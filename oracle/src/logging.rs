//! Development-time tracing for debugging the oracle.
//!
//! Diagnostics go to stderr so stdout stays limited to command output
//! (outboxes, check results) that scripts consume.

use tracing_subscriber::{EnvFilter, fmt, layer::SubscriberExt, util::SubscriberInitExt};

/// Filter used when `RUST_LOG` is unset or unparsable.
const DEFAULT_DIRECTIVE: &str = "warn";

/// Filter used by `--verbose`: registry and generation events from this crate.
const VERBOSE_DIRECTIVE: &str = "warn,oracle=debug";

/// Initialize tracing subscriber for development logging.
///
/// `RUST_LOG` wins when set. Otherwise `verbose` selects between `warn` and
/// crate-level `debug`. Output: stderr, compact format.
///
/// # Example
/// ```bash
/// RUST_LOG=oracle=trace cargo run -- generate 14 3 5 2 8
/// cargo run -- --verbose verify
/// ```
pub fn init(verbose: bool) {
    let filter = EnvFilter::try_from_default_env()
        .unwrap_or_else(|_| EnvFilter::new(fallback_directive(verbose)));

    tracing_subscriber::registry()
        .with(filter)
        .with(fmt::layer().with_writer(std::io::stderr).compact())
        .init();
}

fn fallback_directive(verbose: bool) -> &'static str {
    if verbose {
        VERBOSE_DIRECTIVE
    } else {
        DEFAULT_DIRECTIVE
    }
}
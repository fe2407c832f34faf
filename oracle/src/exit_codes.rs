//! Stable exit codes for oracle CLI commands.

use crate::core::error::GenerateError;

/// Command succeeded; for `check` and `verify`, every outbox matched.
pub const OK: i32 = 0;
/// Command failed due to invalid input, config, level data, or other errors.
pub const INVALID: i32 = 1;
/// `oracle check` or `oracle verify` found an outbox that differs.
pub const MISMATCH: i32 = 2;
/// The requested level has no transform.
pub const NOT_IMPLEMENTED: i32 = 3;

/// Exit code for a failed `generate`: a missing transform is an answer of
/// its own, a malformed inbox is invalid input.
pub fn for_generate_error(err: &GenerateError) -> i32 {
    match err {
        GenerateError::NotImplemented(_) => NOT_IMPLEMENTED,
        GenerateError::MalformedInput { .. } => INVALID,
    }
}

#[cfg(test)]
mod tests {
    use super::*;
    use crate::core::error::InputError;

    #[test]
    fn generate_errors_map_to_distinct_codes() {
        assert_eq!(
            for_generate_error(&GenerateError::NotImplemented(30)),
            NOT_IMPLEMENTED
        );
        let malformed = GenerateError::MalformedInput {
            level: 24,
            reason: InputError::DivisionByZero { index: 1 },
        };
        assert_eq!(for_generate_error(&malformed), INVALID);
    }
}
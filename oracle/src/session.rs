//! Process-wide oracle state: config, level catalog, and registry.

use std::path::Path;
use std::sync::Arc;

use anyhow::{Context, Result};
use tracing::debug;

use crate::core::primes::TrialDivision;
use crate::core::registry::LevelRegistry;
use crate::io::config::{OracleConfig, load_config};
use crate::io::levels::LevelCatalog;

/// Everything a command needs, built once at startup.
#[derive(Debug)]
pub struct Session {
    pub config: OracleConfig,
    pub catalog: LevelCatalog,
    pub registry: LevelRegistry,
}

impl Session {
    /// Load config from `config_path` and the catalog it points at.
    pub fn open(config_path: &Path) -> Result<Self> {
        let config = load_config(config_path).context("load config")?;
        let catalog = match config.resolved_levels_path(config_path) {
            Some(levels_path) => {
                debug!(path = %levels_path.display(), "loading level catalog");
                LevelCatalog::load(&levels_path)?
            }
            None => LevelCatalog::bundled()?,
        };
        Ok(Self::new(config, catalog))
    }

    pub fn new(config: OracleConfig, catalog: LevelCatalog) -> Self {
        let registry = LevelRegistry::build(&catalog, Arc::new(TrialDivision));
        Self {
            config,
            catalog,
            registry,
        }
    }
}
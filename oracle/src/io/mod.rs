//! I/O helpers for oracle commands.

pub mod config;
pub mod levels;
//! Level catalog: names, floor tiles, and worked examples.
//!
//! The catalog is JSON validated against `schemas/levels/v1.schema.json`
//! before deserialization. A copy ships inside the binary.

use std::collections::HashSet;
use std::fs;
use std::path::Path;

use anyhow::{Context, Result, anyhow, bail};
use jsonschema::Draft;
use serde::{Deserialize, Serialize};
use serde_json::Value;

use crate::core::item::{Item, LevelId, TileTable};
use crate::core::tiles::TileSource;

const LEVELS_SCHEMA: &str = include_str!(concat!(
    env!("CARGO_MANIFEST_DIR"),
    "/../schemas/levels/v1.schema.json"
));
const BUNDLED_LEVELS: &str = include_str!(concat!(env!("CARGO_MANIFEST_DIR"), "/data/levels.json"));

#[derive(Debug, Clone, PartialEq, Eq, Serialize, Deserialize)]
pub struct Level {
    pub number: LevelId,
    pub name: String,
    #[serde(default, skip_serializing_if = "Option::is_none")]
    pub floor: Option<Floor>,
    #[serde(default, skip_serializing_if = "Vec::is_empty")]
    pub examples: Vec<Example>,
}

/// Preset floor layout. `null` tiles are empty cells.
#[derive(Debug, Clone, PartialEq, Eq, Serialize, Deserialize)]
pub struct Floor {
    #[serde(default, skip_serializing_if = "Option::is_none")]
    pub columns: Option<u32>,
    #[serde(default, skip_serializing_if = "Option::is_none")]
    pub rows: Option<u32>,
    pub tiles: TileTable,
}

/// A known inbox and the outbox a correct solution produces for it.
#[derive(Debug, Clone, PartialEq, Eq, Serialize, Deserialize)]
pub struct Example {
    pub inbox: Vec<Item>,
    pub outbox: Vec<Item>,
}

/// Levels sorted by number, numbers unique.
#[derive(Debug, Clone, PartialEq, Eq)]
pub struct LevelCatalog {
    levels: Vec<Level>,
}

impl LevelCatalog {
    /// The catalog compiled into the binary.
    pub fn bundled() -> Result<Self> {
        Self::from_json(BUNDLED_LEVELS).context("load bundled level catalog")
    }

    /// Read and validate a catalog file.
    pub fn load(path: &Path) -> Result<Self> {
        let contents =
            fs::read_to_string(path).with_context(|| format!("read levels {}", path.display()))?;
        Self::from_json(&contents).with_context(|| format!("load levels {}", path.display()))
    }

    /// Parse a catalog: schema conformance, then semantic invariants.
    pub fn from_json(contents: &str) -> Result<Self> {
        let value: Value = serde_json::from_str(contents).context("parse levels json")?;
        validate_schema(&value)?;
        let mut levels: Vec<Level> =
            serde_json::from_value(value).context("deserialize levels")?;
        levels.sort_by_key(|level| level.number);
        let errors = validate_levels(&levels);
        if !errors.is_empty() {
            bail!("level catalog invariant violations:\n- {}", errors.join("\n- "));
        }
        Ok(Self { levels })
    }

    pub fn levels(&self) -> &[Level] {
        &self.levels
    }

    pub fn level(&self, number: LevelId) -> Option<&Level> {
        self.levels
            .binary_search_by_key(&number, |level| level.number)
            .ok()
            .map(|index| &self.levels[index])
    }

    pub fn name(&self, number: LevelId) -> Option<&str> {
        self.level(number).map(|level| level.name.as_str())
    }
}

impl TileSource for LevelCatalog {
    fn tiles(&self, level: LevelId) -> Option<&[Option<Item>]> {
        self.level(level)?
            .floor
            .as_ref()
            .map(|floor| floor.tiles.as_slice())
    }
}

/// Validate a JSON instance against the catalog schema (Draft 2020-12).
fn validate_schema(instance: &Value) -> Result<()> {
    let schema: Value = serde_json::from_str(LEVELS_SCHEMA).context("parse levels schema")?;
    let compiled = jsonschema::options()
        .with_draft(Draft::Draft202012)
        .build(&schema)
        .map_err(|err| anyhow!("invalid levels schema: {}", err))?;
    let messages: Vec<String> = compiled
        .iter_errors(instance)
        .map(|err| err.to_string())
        .collect();
    if !messages.is_empty() {
        bail!("levels schema validation failed:\n- {}", messages.join("\n- "));
    }
    Ok(())
}

/// Invariants the schema cannot express. Expects `levels` sorted by number.
fn validate_levels(levels: &[Level]) -> Vec<String> {
    let mut errors = Vec::new();
    let mut seen = HashSet::new();
    for level in levels {
        if !seen.insert(level.number) {
            errors.push(format!("duplicate level number {}", level.number));
        }
        if level.name.trim().is_empty() {
            errors.push(format!("level {}: name must be non-empty", level.number));
        }
        if let Some(floor) = &level.floor
            && let (Some(columns), Some(rows)) = (floor.columns, floor.rows)
        {
            let cells = columns as usize * rows as usize;
            if floor.tiles.len() > cells {
                errors.push(format!(
                    "level {}: {} tiles do not fit a {}x{} floor",
                    level.number,
                    floor.tiles.len(),
                    columns,
                    rows
                ));
            }
        }
    }
    errors
}
// input.rs — 把原始输入事件翻译成导航意图
//
// 指针/触摸/键盘事件在这里归类为 NavigationIntent,由 main.rs 的单一
// 分发点消费。拖拽与点击靠位移阈值区分;双指捏合用两点间距的变化量
// 判定缩放,微小抖动(低于阈值)直接忽略,不算输入。

use winit::event::{
    ElementState, MouseButton, MouseScrollDelta, TouchPhase, VirtualKeyCode, WindowEvent,
};

/// One zoom step for wheel, pinch and keyboard; multiplied by the configured
/// zoom speed inside the camera controller.
pub const ZOOM_STEP: f32 = 5.0;
/// One keyboard pan step, radians.
pub const KEY_PAN_STEP: f32 = 0.05;
/// Drag rotation, radians per pixel.
pub const DRAG_ROTATE_SPEED: f32 = 0.0025;
/// Pointer travel below this is still a click, pixels.
const CLICK_SLOP_PX: f32 = 5.0;
/// Pinch distance changes below this are jitter, pixels.
const PINCH_THRESHOLD_PX: f32 = 2.0;

#[derive(Debug, Clone, Copy, PartialEq, Eq)]
pub enum RotationAxis {
    /// Around the vertical axis; unrestricted.
    Pan,
    /// Camera tilt; clamped by the polar-angle bounds.
    Tilt,
}

/// The typed channel between raw input and the tour.
#[derive(Debug, Clone, Copy, PartialEq)]
pub enum NavigationIntent {
    Hover { x: f32, y: f32 },
    Activate { x: f32, y: f32 },
    Zoom(f32),
    Rotate { axis: RotationAxis, angle: f32 },
    CloseOverlay,
    ToggleFullscreen,
    ExitRequested,
}

#[derive(Debug, Clone, Copy)]
struct TouchPoint {
    id: u64,
    x: f32,
    y: f32,
}

pub struct InputDisambiguator {
    keyboard_enabled: bool,
    cursor: (f32, f32),
    mouse_down: bool,
    drag_distance: f32,
    touches: Vec<TouchPoint>,
    /// Distance between the two fingers at the last *applied* pinch step.
    pinch_distance: Option<f32>,
}

impl InputDisambiguator {
    pub fn new(keyboard_enabled: bool) -> Self {
        Self {
            keyboard_enabled,
            cursor: (0.0, 0.0),
            mouse_down: false,
            drag_distance: 0.0,
            touches: Vec::new(),
            pinch_distance: None,
        }
    }

    /// winit 事件入口;测试直接调用下面的具体方法。
    pub fn window_event(&mut self, event: &WindowEvent) -> Vec<NavigationIntent> {
        match event {
            WindowEvent::CursorMoved { position, .. } => {
                self.pointer_moved(position.x as f32, position.y as f32)
            }
            WindowEvent::MouseInput { state, button: MouseButton::Left, .. } => match state {
                ElementState::Pressed => {
                    self.pointer_pressed();
                    Vec::new()
                }
                ElementState::Released => self.pointer_released().into_iter().collect(),
            },
            WindowEvent::MouseWheel { delta, .. } => {
                let lines = match delta {
                    MouseScrollDelta::LineDelta(_, y) => *y,
                    MouseScrollDelta::PixelDelta(pos) => pos.y as f32 / 20.0,
                };
                self.wheel(lines).into_iter().collect()
            }
            WindowEvent::Touch(touch) => {
                let (x, y) = (touch.location.x as f32, touch.location.y as f32);
                match touch.phase {
                    TouchPhase::Started => {
                        self.touch_started(touch.id, x, y);
                        Vec::new()
                    }
                    TouchPhase::Moved => self.touch_moved(touch.id, x, y).into_iter().collect(),
                    TouchPhase::Ended | TouchPhase::Cancelled => {
                        self.touch_ended(touch.id, x, y).into_iter().collect()
                    }
                }
            }
            WindowEvent::KeyboardInput { input, .. } => {
                if input.state != ElementState::Pressed {
                    return Vec::new();
                }
                input
                    .virtual_keycode
                    .and_then(|key| self.key_pressed(key))
                    .into_iter()
                    .collect()
            }
            _ => Vec::new(),
        }
    }

    /// Pointer move: hover while idle, grab-style rotation while dragging.
    pub fn pointer_moved(&mut self, x: f32, y: f32) -> Vec<NavigationIntent> {
        let (last_x, last_y) = self.cursor;
        self.cursor = (x, y);

        if !self.mouse_down {
            return vec![NavigationIntent::Hover { x, y }];
        }

        let dx = x - last_x;
        let dy = y - last_y;
        self.drag_distance += dx.hypot(dy);

        let mut intents = Vec::new();
        if dx != 0.0 {
            intents.push(NavigationIntent::Rotate {
                axis: RotationAxis::Pan,
                angle: dx * DRAG_ROTATE_SPEED,
            });
        }
        if dy != 0.0 {
            intents.push(NavigationIntent::Rotate {
                axis: RotationAxis::Tilt,
                angle: dy * DRAG_ROTATE_SPEED,
            });
        }
        intents
    }

    pub fn pointer_pressed(&mut self) {
        self.mouse_down = true;
        self.drag_distance = 0.0;
    }

    /// Release ends either a drag (no intent) or a click.
    pub fn pointer_released(&mut self) -> Option<NavigationIntent> {
        if !self.mouse_down {
            return None;
        }
        self.mouse_down = false;

        if self.drag_distance <= CLICK_SLOP_PX {
            let (x, y) = self.cursor;
            Some(NavigationIntent::Activate { x, y })
        } else {
            None
        }
    }

    /// Wheel-up zooms in, one fixed step per notch.
    pub fn wheel(&mut self, lines: f32) -> Option<NavigationIntent> {
        if lines == 0.0 {
            return None;
        }
        Some(NavigationIntent::Zoom(ZOOM_STEP * lines.signum()))
    }

    pub fn touch_started(&mut self, id: u64, x: f32, y: f32) {
        self.touches.retain(|t| t.id != id);
        self.touches.push(TouchPoint { id, x, y });

        if self.touches.len() == 2 {
            self.pinch_distance = Some(self.finger_distance());
        }
    }

    /// Two-finger move drives pinch zoom; sub-threshold wobble is noise.
    pub fn touch_moved(&mut self, id: u64, x: f32, y: f32) -> Option<NavigationIntent> {
        if let Some(touch) = self.touches.iter_mut().find(|t| t.id == id) {
            touch.x = x;
            touch.y = y;
        }

        if self.touches.len() != 2 {
            return None;
        }

        let last = self.pinch_distance?;
        let current = self.finger_distance();
        let delta = current - last;
        if delta.abs() < PINCH_THRESHOLD_PX {
            return None;
        }

        // the tracked distance only advances when a step is applied
        self.pinch_distance = Some(current);
        Some(NavigationIntent::Zoom(ZOOM_STEP * delta.signum()))
    }

    /// While two fingers are down taps are suppressed; the last remaining
    /// touch is the tap when it lifts.
    pub fn touch_ended(&mut self, id: u64, x: f32, y: f32) -> Option<NavigationIntent> {
        let was_only_touch = self.touches.len() == 1 && self.touches[0].id == id;
        self.touches.retain(|t| t.id != id);

        if self.touches.len() < 2 {
            self.pinch_distance = None;
        }

        if was_only_touch {
            Some(NavigationIntent::Activate { x, y })
        } else {
            None
        }
    }

    fn finger_distance(&self) -> f32 {
        let a = self.touches[0];
        let b = self.touches[1];
        (a.x - b.x).hypot(a.y - b.y)
    }

    pub fn key_pressed(&mut self, key: VirtualKeyCode) -> Option<NavigationIntent> {
        if !self.keyboard_enabled {
            return None;
        }

        match key {
            VirtualKeyCode::Escape => Some(NavigationIntent::CloseOverlay),
            VirtualKeyCode::Left => Some(NavigationIntent::Rotate {
                axis: RotationAxis::Pan,
                angle: KEY_PAN_STEP,
            }),
            VirtualKeyCode::Right => Some(NavigationIntent::Rotate {
                axis: RotationAxis::Pan,
                angle: -KEY_PAN_STEP,
            }),
            // Equals 同时覆盖按住 Shift 的 "+"
            VirtualKeyCode::Plus | VirtualKeyCode::Equals | VirtualKeyCode::NumpadAdd => {
                Some(NavigationIntent::Zoom(ZOOM_STEP))
            }
            VirtualKeyCode::Minus | VirtualKeyCode::NumpadSubtract => {
                Some(NavigationIntent::Zoom(-ZOOM_STEP))
            }
            VirtualKeyCode::F11 => Some(NavigationIntent::ToggleFullscreen),
            // Up/Down 俯仰暂不接入:极角边界随缩放变化,键盘步进的夹取
            // 逻辑还没同步,先留空
            VirtualKeyCode::Up | VirtualKeyCode::Down => None,
            _ => None,
        }
    }
}

#[cfg(test)]
mod tests {
    use super::*;

    #[test]
    fn idle_pointer_move_hovers() {
        let mut input = InputDisambiguator::new(true);
        assert_eq!(
            input.pointer_moved(10.0, 20.0),
            vec![NavigationIntent::Hover { x: 10.0, y: 20.0 }]
        );
    }

    #[test]
    fn short_press_is_a_click() {
        let mut input = InputDisambiguator::new(true);
        input.pointer_moved(100.0, 100.0);
        input.pointer_pressed();
        input.pointer_moved(102.0, 101.0); // within the slop
        assert_eq!(
            input.pointer_released(),
            Some(NavigationIntent::Activate { x: 102.0, y: 101.0 })
        );
    }

    #[test]
    fn long_drag_rotates_and_suppresses_the_click() {
        let mut input = InputDisambiguator::new(true);
        input.pointer_moved(100.0, 100.0);
        input.pointer_pressed();

        let intents = input.pointer_moved(140.0, 80.0);
        assert_eq!(
            intents,
            vec![
                NavigationIntent::Rotate { axis: RotationAxis::Pan, angle: 40.0 * DRAG_ROTATE_SPEED },
                NavigationIntent::Rotate { axis: RotationAxis::Tilt, angle: -20.0 * DRAG_ROTATE_SPEED },
            ]
        );
        assert_eq!(input.pointer_released(), None);
    }

    #[test]
    fn wheel_sign_convention() {
        let mut input = InputDisambiguator::new(true);
        assert_eq!(input.wheel(1.0), Some(NavigationIntent::Zoom(ZOOM_STEP)));
        assert_eq!(input.wheel(-3.0), Some(NavigationIntent::Zoom(-ZOOM_STEP)));
        assert_eq!(input.wheel(0.0), None);
    }

    #[test]
    fn pinch_ignores_jitter_but_tracks_from_last_applied() {
        let mut input = InputDisambiguator::new(true);
        input.touch_started(1, 0.0, 0.0);
        input.touch_started(2, 100.0, 0.0); // distance 100

        // 100 → 101: below the 2 px threshold, noise
        assert_eq!(input.touch_moved(2, 101.0, 0.0), None);
        // 101 → 105: delta counts from the last applied distance (100)
        assert_eq!(
            input.touch_moved(2, 105.0, 0.0),
            Some(NavigationIntent::Zoom(ZOOM_STEP))
        );
        // and shrinking zooms out
        assert_eq!(
            input.touch_moved(2, 50.0, 0.0),
            Some(NavigationIntent::Zoom(-ZOOM_STEP))
        );
    }

    #[test]
    fn two_fingers_suppress_taps_until_the_last_one_lifts() {
        let mut input = InputDisambiguator::new(true);
        input.touch_started(1, 10.0, 10.0);
        input.touch_started(2, 90.0, 10.0);

        // first finger lifts while the second is still down: no tap
        assert_eq!(input.touch_ended(1, 10.0, 10.0), None);
        // the single remaining touch taps at its own coordinates
        assert_eq!(
            input.touch_ended(2, 90.0, 10.0),
            Some(NavigationIntent::Activate { x: 90.0, y: 10.0 })
        );
    }

    #[test]
    fn single_touch_tap() {
        let mut input = InputDisambiguator::new(true);
        input.touch_started(7, 33.0, 44.0);
        assert_eq!(
            input.touch_ended(7, 33.0, 44.0),
            Some(NavigationIntent::Activate { x: 33.0, y: 44.0 })
        );
    }

    #[test]
    fn keyboard_mapping() {
        let mut input = InputDisambiguator::new(true);
        assert_eq!(input.key_pressed(VirtualKeyCode::Escape), Some(NavigationIntent::CloseOverlay));
        assert_eq!(
            input.key_pressed(VirtualKeyCode::Left),
            Some(NavigationIntent::Rotate { axis: RotationAxis::Pan, angle: KEY_PAN_STEP })
        );
        assert_eq!(
            input.key_pressed(VirtualKeyCode::Right),
            Some(NavigationIntent::Rotate { axis: RotationAxis::Pan, angle: -KEY_PAN_STEP })
        );
        assert_eq!(input.key_pressed(VirtualKeyCode::Equals), Some(NavigationIntent::Zoom(ZOOM_STEP)));
        assert_eq!(input.key_pressed(VirtualKeyCode::Minus), Some(NavigationIntent::Zoom(-ZOOM_STEP)));
        // tilt keys are deliberately not mapped yet
        assert_eq!(input.key_pressed(VirtualKeyCode::Up), None);
        assert_eq!(input.key_pressed(VirtualKeyCode::Down), None);
    }

    #[test]
    fn disabled_keyboard_is_silent() {
        let mut input = InputDisambiguator::new(false);
        assert_eq!(input.key_pressed(VirtualKeyCode::Escape), None);
        assert_eq!(input.key_pressed(VirtualKeyCode::Left), None);
    }
}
---------------
* [Brief] List each line of the entries that holds the string "NotImplemented".

* [Solution to this exercise]
        GenerateError::NotImplemented(_) => NOT_IMPLEMENTED,
            for_generate_error(&GenerateError::NotImplemented(30)),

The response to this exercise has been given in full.